Private company gets €116,000 for two months of ‘bird-watching’

Environmental company Ecoserv was the only bidder for a tender for the project released back in June 2013

Environmental company Ecoserv is being paid €116,230 by the government to see how many turtle doves and common quail fly over Malta during the upcoming autumn hunting season.

The study will commence on 1 September, the first day of this year’s autumn hunting season, and will continue until 31 October.

Ecoserv, which has had experience on studies on fisheries, will set up at least 20 monitoring stations in strategic locations around Malta, Gozo and Comino.

Six of those stations will be manned by at least two experienced ornithologists or field assistants every day. They will count turtle doves by observing them as they fly overhead or roost within the study area. Since common quail tend to seek cover on the ground, the observers will have to search the ground for them themselves, sometimes by using dogs to flush them out.

The government released a tender for the project back in June 2013. The government confirmed with MaltaToday that Ecoserv were the only bidders.

The study is crucial since its results will determine whether the European Commission will allow Malta to legislate a spring hunting season: if results of this study show that only a few turtle doves and quail pass over Malta in autumn – showing that hunters have no alternative but to shoot quarry in the spring – then the government and the hunters’ federation, FKNK, will present a case with the European Commission to be allowed to derogate from the EU ban on spring hunting for these two bird species.

CONTINUED FROM PAGE 1 At the moment, each registered hunter is only allowed to shoot down four turtle doves or quail in spring.

FKNK chief executive officer Lino Farrugia declared in a statement that the hunters’ lobby was “fully supporting” the independent study.

“Such studies should occur on a regular basis as they are the only way we can obtain scientific and unprejudiced information about these birds’ movements,” the FKNK said in a statement. “For the fourth consecutive year, BirdLife Malta refused to participate in such a study.”

But BirdLife said they were not consulted on the methodology of the tender, which will be crucial in determining whether Malta derogates yet again from the EU ban on spring hunting.

“We chose not to participate in this study for three reasons,” BirdLife’s conservation manager, Nicholas Barbara, said. “If this study is independent then there’s no need for us to be involved. The government didn’t consult us much about the methodology of the study before they released the tender that was eventually awarded to Ecoserv. Moreover, we’re focusing most of our resources on preventing the illegal hunting of birds of prey.” 
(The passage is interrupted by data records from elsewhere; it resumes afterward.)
//! The configurator application core.
//!
//! Follows the Elm pattern: panels emit [`Message`]s, [`Configurator::update`]
//! routes them to handlers that call store actions, and view models are
//! derived afresh from the store plus the transient [`UiState`].
//!
//! # Module Structure
//!
//! - `handler/` - Message handlers organized by panel

mod handler;

use tracing::debug;

use bcfg_store::{ConfiguratorState, ConfiguratorStore};

use crate::message::Message;
use crate::state::UiState;
use crate::view::{
    LeftNavigationView, RightSidebarView, TopControlBarView, left_navigation_view,
    right_sidebar_view, top_control_bar_view,
};

/// Panel layer bound to one store.
#[derive(Debug, Default)]
pub struct Configurator {
    store: ConfiguratorStore,
    ui: UiState,
}

impl Configurator {
    pub fn new(store: ConfiguratorStore) -> Self {
        Self {
            store,
            ui: UiState::default(),
        }
    }

    pub fn store(&self) -> &ConfiguratorStore {
        &self.store
    }

    /// Mutable access for subscribing to store changes.
    pub fn store_mut(&mut self) -> &mut ConfiguratorStore {
        &mut self.store
    }

    pub fn state(&self) -> &ConfiguratorState {
        self.store.state()
    }

    pub fn ui(&self) -> &UiState {
        &self.ui
    }

    /// Handle one message.
    pub fn update(&mut self, message: Message) {
        match message {
            Message::TemplateChosen(template) => {
                debug!(template = template.as_str(), "template chosen");
                self.ui.open_picker = None;
                self.store.initialize_building(template);
            }
            Message::ResetRequested => {
                self.ui.open_picker = None;
                self.store.reset_config();
            }
            Message::Navigation(msg) => self.handle_navigation_message(msg),
            Message::ColorPicker(msg) => self.handle_color_picker_message(msg),
            Message::Sidebar(msg) => self.handle_sidebar_message(msg),
            Message::TopBar(msg) => self.handle_top_bar_message(msg),
            Message::Quote(msg) => self.handle_quote_message(msg),
            Message::Noop => {}
        }
    }

    // =========================================================================
    // Views
    // =========================================================================

    /// Left navigation, or `None` while no building is configured.
    pub fn left_navigation(&self) -> Option<LeftNavigationView> {
        left_navigation_view(self.store.state(), &self.ui)
    }

    pub fn right_sidebar(&self) -> RightSidebarView {
        right_sidebar_view(self.store.state(), &self.ui)
    }

    pub fn top_control_bar(&self) -> TopControlBarView {
        top_control_bar_view(self.store.state())
    }
}
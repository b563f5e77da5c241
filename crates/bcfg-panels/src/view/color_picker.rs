//! Colour picker and swatch view models.

use serde::Serialize;

use bcfg_model::{ColorSlot, RAL_COLORS, RalColor, find_color, resolve_color};

#[derive(Debug, Clone, PartialEq, Eq, Serialize)]
pub struct ColorPickerView {
    pub label: &'static str,
    /// Colour slot written on choice. `None` for display-only pickers.
    pub slot: Option<ColorSlot>,
    /// Value as stored, code or name.
    pub value: String,
    /// Palette entry shown on the trigger button.
    pub selected: RalColor,
    pub open: bool,
    pub options: Vec<ColorOptionView>,
}

impl ColorPickerView {
    /// Text shown on the trigger button.
    pub fn display_name(&self) -> &'static str {
        if self.selected.name.is_empty() {
            self.selected.code
        } else {
            self.selected.name
        }
    }
}

/// One palette entry inside the popover.
#[derive(Debug, Clone, PartialEq, Eq, Serialize)]
pub struct ColorOptionView {
    pub code: &'static str,
    /// Code without the `RAL ` prefix.
    pub short_code: &'static str,
    pub hex: &'static str,
    pub title: String,
    /// Highlighted when the stored value is exactly this code.
    pub selected: bool,
}

pub fn color_picker_view(
    label: &'static str,
    slot: Option<ColorSlot>,
    value: &str,
    open: bool,
) -> ColorPickerView {
    let options = RAL_COLORS
        .iter()
        .map(|color| ColorOptionView {
            code: color.code,
            short_code: color.short_code(),
            hex: color.hex,
            title: format!("{} - {}", color.code, color.name),
            selected: color.code == value,
        })
        .collect();

    ColorPickerView {
        label,
        slot,
        value: value.to_string(),
        selected: *resolve_color(value),
        open,
        options,
    }
}

/// Small colour preview.
#[derive(Debug, Clone, PartialEq, Eq, Serialize)]
pub struct SwatchView {
    /// Palette hex, or the raw value when it is not a palette entry.
    pub fill: String,
    pub title: String,
}

pub fn color_swatch(value: &str) -> SwatchView {
    match find_color(value) {
        Some(color) => SwatchView {
            fill: color.hex.to_string(),
            title: color.name.to_string(),
        },
        None => SwatchView {
            fill: value.to_string(),
            title: value.to_string(),
        },
    }
}

#[cfg(test)]
mod tests {
    use super::*;

    #[test]
    fn picker_resolves_by_name() {
        let view = color_picker_view(
            "Flashing Color",
            Some(ColorSlot::Flashing),
            "Jet Black",
            false,
        );
        assert_eq!(view.selected.code, "RAL 9005");
        // Highlight only matches on code.
        assert!(view.options.iter().all(|o| !o.selected));
    }

    #[test]
    fn picker_falls_back_to_first_entry() {
        let view = color_picker_view("Window Color", None, "Arctic White", false);
        assert_eq!(view.selected, RAL_COLORS[0]);
        assert_eq!(view.display_name(), "Grey White");
    }

    #[test]
    fn options_strip_prefix() {
        let view = color_picker_view("Base Plate", Some(ColorSlot::BasePlate), "RAL 7016", true);
        let option = view
            .options
            .iter()
            .find(|o| o.selected)
            .expect("selected option");
        assert_eq!(option.short_code, "7016");
        assert_eq!(option.title, "RAL 7016 - Anthracite Grey");
        assert_eq!(view.options.len(), RAL_COLORS.len());
    }

    #[test]
    fn swatch_uses_raw_value_when_unknown() {
        assert_eq!(color_swatch("#123456").fill, "#123456");
        assert_eq!(color_swatch("RAL 9005").title, "Jet Black");
    }
}
//! Library half of the building configurator CLI.
//!
//! Everything the binary does beyond argument parsing and printing lives here
//! so it can be tested without spawning a process.

pub mod logging;
pub mod replay;
pub mod settings;
pub mod views;
//! Inquiry draft handlers.
//!
//! The draft only ever changes locally; sending is not implemented.

use tracing::{debug, info};

use crate::app::Configurator;
use crate::message::QuoteMessage;

impl Configurator {
    pub(crate) fn handle_quote_message(&mut self, msg: QuoteMessage) {
        let draft = &mut self.ui.quote;
        match msg {
            QuoteMessage::SectorSelected(sector) => draft.sector = sector,
            QuoteMessage::ApplicationSelected(application) => draft.application = application,
            QuoteMessage::RealizationYearSelected(year) => draft.realization_year = year,
            QuoteMessage::ReferralSelected(source) => draft.referral = Some(source),
            QuoteMessage::NotesChanged(notes) => draft.notes = notes,
            QuoteMessage::SendClicked => {
                info!(
                    sector = %draft.sector,
                    application = %draft.application,
                    year = draft.realization_year,
                    "inquiry draft kept locally, not sent"
                );
                return;
            }
        }
        debug!("inquiry draft updated");
    }
}
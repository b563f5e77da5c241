//! Pure state transitions.
//!
//! `reduce` never fails: an action that cannot apply (no configuration yet,
//! undo at the oldest snapshot, redo at the newest) leaves the state untouched
//! and reports why through [`Outcome::Skipped`].

use std::sync::Arc;

use bcfg_model::{BuildingConfig, Crane, TemplateType, create_default_building_config};

use crate::action::Action;
use crate::state::ConfiguratorState;

#[derive(Debug, Clone, Copy, PartialEq, Eq)]
pub enum Outcome {
    Applied,
    Skipped(SkipReason),
}

impl Outcome {
    pub fn is_applied(&self) -> bool {
        matches!(self, Outcome::Applied)
    }
}

#[derive(Debug, Clone, Copy, PartialEq, Eq)]
pub enum SkipReason {
    /// No building configuration has been initialized.
    NotInitialized,
    AtOldest,
    AtNewest,
}

impl SkipReason {
    pub fn as_str(&self) -> &'static str {
        match self {
            SkipReason::NotInitialized => "not_initialized",
            SkipReason::AtOldest => "at_oldest",
            SkipReason::AtNewest => "at_newest",
        }
    }
}

/// Apply `action` to `state`, returning the next state.
pub fn reduce(mut state: ConfiguratorState, action: Action) -> (ConfiguratorState, Outcome) {
    let outcome = apply(&mut state, action);
    (state, outcome)
}

fn apply(state: &mut ConfiguratorState, action: Action) -> Outcome {
    match action {
        Action::InitializeBuilding { template } => {
            initialize_building(state, template);
            Outcome::Applied
        }
        Action::SetSelectedTemplate { template } => {
            state.selected_template = Some(template);
            Outcome::Applied
        }
        Action::UpdateDimensions(patch) => {
            update_building(state, |config| patch.apply_to(&mut config.dimensions))
        }
        Action::UpdateRoof(patch) => {
            update_building(state, |config| patch.apply_to(&mut config.roof))
        }
        Action::UpdateColors(patch) => {
            update_building(state, |config| patch.apply_to(&mut config.colors))
        }
        Action::UpdateFrameType { frame_type } => {
            update_building(state, |config| config.frame_type = frame_type)
        }
        Action::UpdateCrane { capacity } => update_building(state, |config| {
            config.crane = (capacity > 0.0).then_some(Crane { capacity });
        }),
        Action::AddOpening(opening) => {
            update_building(state, |config| config.openings.push(opening))
        }
        Action::RemoveOpening { id } => {
            update_building(state, |config| config.openings.retain(|o| o.id != id))
        }
        Action::AddAccessory(accessory) => {
            update_building(state, |config| config.accessories.push(accessory))
        }
        Action::RemoveAccessory { id } => {
            update_building(state, |config| config.accessories.retain(|a| a.id != id))
        }
        Action::SetVisualization(patch) => {
            patch.apply_to(&mut state.visualization);
            Outcome::Applied
        }
        Action::SetActivePanel { panel } => {
            state.active_panel = panel;
            Outcome::Applied
        }
        Action::SetViewMode { mode } => {
            state.view_mode = mode;
            Outcome::Applied
        }
        Action::Undo => match state.history.undo() {
            Some(snapshot) => {
                state.building = Some(snapshot);
                Outcome::Applied
            }
            None if state.history.is_empty() => Outcome::Skipped(SkipReason::NotInitialized),
            None => Outcome::Skipped(SkipReason::AtOldest),
        },
        Action::Redo => match state.history.redo() {
            Some(snapshot) => {
                state.building = Some(snapshot);
                Outcome::Applied
            }
            None if state.history.is_empty() => Outcome::Skipped(SkipReason::NotInitialized),
            None => Outcome::Skipped(SkipReason::AtNewest),
        },
        Action::ResetConfig => {
            state.building = None;
            state.selected_template = None;
            state.history.clear();
            Outcome::Applied
        }
    }
}

fn initialize_building(state: &mut ConfiguratorState, template: TemplateType) {
    let config = Arc::new(create_default_building_config(template));
    state.history.reset(Arc::clone(&config));
    state.building = Some(config);
    state.selected_template = Some(template);
}

/// Copy the current configuration, edit the copy, and record it.
fn update_building(
    state: &mut ConfiguratorState,
    edit: impl FnOnce(&mut BuildingConfig),
) -> Outcome {
    let Some(current) = state.building.as_deref() else {
        return Outcome::Skipped(SkipReason::NotInitialized);
    };
    let mut next = current.clone();
    edit(&mut next);
    let next = Arc::new(next);
    state.history.record(Arc::clone(&next));
    state.building = Some(next);
    Outcome::Applied
}

#[cfg(test)]
mod tests {
    use super::*;
    use bcfg_model::DimensionsPatch;

    fn initialized() -> ConfiguratorState {
        let (state, _) = reduce(
            ConfiguratorState::new(),
            Action::InitializeBuilding {
                template: TemplateType::Workshop,
            },
        );
        state
    }

    #[test]
    fn update_without_configuration_is_skipped() {
        let (state, outcome) = reduce(
            ConfiguratorState::new(),
            Action::UpdateDimensions(DimensionsPatch::default().width(20.0)),
        );
        assert_eq!(outcome, Outcome::Skipped(SkipReason::NotInitialized));
        assert!(state.building_config().is_none());
        assert_eq!(state.history_len(), 0);
    }

    #[test]
    fn update_leaves_previous_snapshot_untouched() {
        let state = initialized();
        let before = Arc::clone(state.building_snapshot().expect("initialized"));
        let (state, outcome) = reduce(
            state,
            Action::UpdateDimensions(DimensionsPatch::default().width(20.0)),
        );

        assert!(outcome.is_applied());
        assert_eq!(before.dimensions.width, 12.0);
        assert_eq!(state.building_config().map(|c| c.dimensions.width), Some(20.0));
        assert!(Arc::ptr_eq(
            state.history().get(0).expect("first snapshot"),
            &before
        ));
    }

    #[test]
    fn current_config_is_the_indexed_snapshot() {
        let state = initialized();
        let (state, _) = reduce(state, Action::UpdateCrane { capacity: 3.0 });
        let (state, _) = reduce(state, Action::Undo);

        let current = state.building_snapshot().expect("config");
        let indexed = state.history().current().expect("indexed snapshot");
        assert!(Arc::ptr_eq(current, indexed));
    }

    #[test]
    fn undo_reasons() {
        let (state, outcome) = reduce(ConfiguratorState::new(), Action::Undo);
        assert_eq!(outcome, Outcome::Skipped(SkipReason::NotInitialized));

        let (state, _) = reduce(
            state,
            Action::InitializeBuilding {
                template: TemplateType::Hangar,
            },
        );
        let (state, outcome) = reduce(state, Action::Undo);
        assert_eq!(outcome, Outcome::Skipped(SkipReason::AtOldest));
        let (_, outcome) = reduce(state, Action::Redo);
        assert_eq!(outcome, Outcome::Skipped(SkipReason::AtNewest));
    }

    #[test]
    fn non_positive_crane_capacity_clears_crane() {
        let state = initialized();
        let (state, _) = reduce(state, Action::UpdateCrane { capacity: 10.0 });
        assert_eq!(
            state.building_config().and_then(|c| c.crane),
            Some(Crane { capacity: 10.0 })
        );
        let (state, _) = reduce(state, Action::UpdateCrane { capacity: -1.0 });
        assert!(state.building_config().and_then(|c| c.crane).is_none());
    }
}
pub mod building;
pub mod enums;
pub mod error;
pub mod palette;
pub mod patch;
pub mod quote;
pub mod template;
pub mod visualization;

pub use building::{Accessory, BuildingConfig, ColorScheme, Crane, Dimensions, Opening, RoofConfig};
pub use enums::{AccessoryKind, OpeningType, RoofOrientation, RoofType, ViewMode, Wall};
pub use error::{ModelError, Result};
pub use palette::{RAL_COLORS, RalColor, find_color, resolve_color};
pub use patch::{ColorSlot, ColorsPatch, DimensionsPatch, RoofPatch, VisualizationPatch};
pub use quote::{
    BUILDING_APPLICATIONS, BUILDING_SECTORS, DEFAULT_APPLICATION, DEFAULT_REALIZATION_YEAR,
    DEFAULT_SECTOR, REALIZATION_YEARS, ReferralSource,
};
pub use template::{
    BUILDING_TEMPLATES, BuildingTemplate, FRAME_TYPES, FrameType, SLOPE_OPTIONS, TemplateType,
    create_default_building_config, frame_type,
};
pub use visualization::{VisualizationFlag, VisualizationSettings};

#[cfg(test)]
mod tests {
    use super::*;

    #[test]
    fn config_serializes() {
        let config = create_default_building_config(TemplateType::Workshop);
        let json = serde_json::to_string(&config).expect("serialize config");
        let round: BuildingConfig = serde_json::from_str(&json).expect("deserialize config");
        assert_eq!(round, config);
    }
}
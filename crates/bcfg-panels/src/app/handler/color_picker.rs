//! Colour picker handlers.

use bcfg_model::ColorsPatch;

use crate::app::Configurator;
use crate::message::ColorPickerMessage;

impl Configurator {
    pub(crate) fn handle_color_picker_message(&mut self, msg: ColorPickerMessage) {
        match msg {
            ColorPickerMessage::Toggled(slot) => {
                self.ui.open_picker = if self.ui.open_picker == Some(slot) {
                    None
                } else {
                    Some(slot)
                };
            }

            ColorPickerMessage::Dismissed => {
                self.ui.open_picker = None;
            }

            ColorPickerMessage::Chosen { slot, code } => {
                self.store.update_colors(ColorsPatch::slot(slot, code));
                self.ui.open_picker = None;
            }
        }
    }
}
//! Panel view models captured after a replay.

use serde::Serialize;

use bcfg_panels::Configurator;
use bcfg_panels::view::{LeftNavigationView, RightSidebarView, TopControlBarView};

/// Everything the three panels would draw for the current state.
#[derive(Debug, Clone, PartialEq, Serialize)]
pub struct PanelViews {
    /// `None` until a building is configured.
    pub left_navigation: Option<LeftNavigationView>,
    pub right_sidebar: RightSidebarView,
    pub top_control_bar: TopControlBarView,
}

impl PanelViews {
    pub fn capture(app: &Configurator) -> Self {
        Self {
            left_navigation: app.left_navigation(),
            right_sidebar: app.right_sidebar(),
            top_control_bar: app.top_control_bar(),
        }
    }
}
In 2009, the Nationalist government introduced a hunting curfew of 3pm for 15 days of the autumn hunting season, between 15 and 30 September. The reason was that protected birds of prey tend to fly low over Malta during that period.

BirdLife had proposed to extend this autumn curfew by a week while the FKNK wanted to push the curfew back to 7pm. In 2013, the newly-elected Labour government went halfway, extending the curfew till 7 October and pushing it back to 7pm.

“Turtle doves and quail are usually hunted in the early hours of the morning,” Barbara said. “Any hunting after 3pm is likely to be of protected species.”

“Moreover, by 7pm it will be too dark to ensure that the curfew is being respected. We therefore consider the Government’s decision to be equivalent to removing the curfew entirely.”

“This independent study will probably confirm that more turtle doves and quail fly over Malta in spring than they do in autumn,” Barbara said. “However, BirdLife’s argument is that enough of these birds fly over Malta in the autumn to satisfy the hunters.”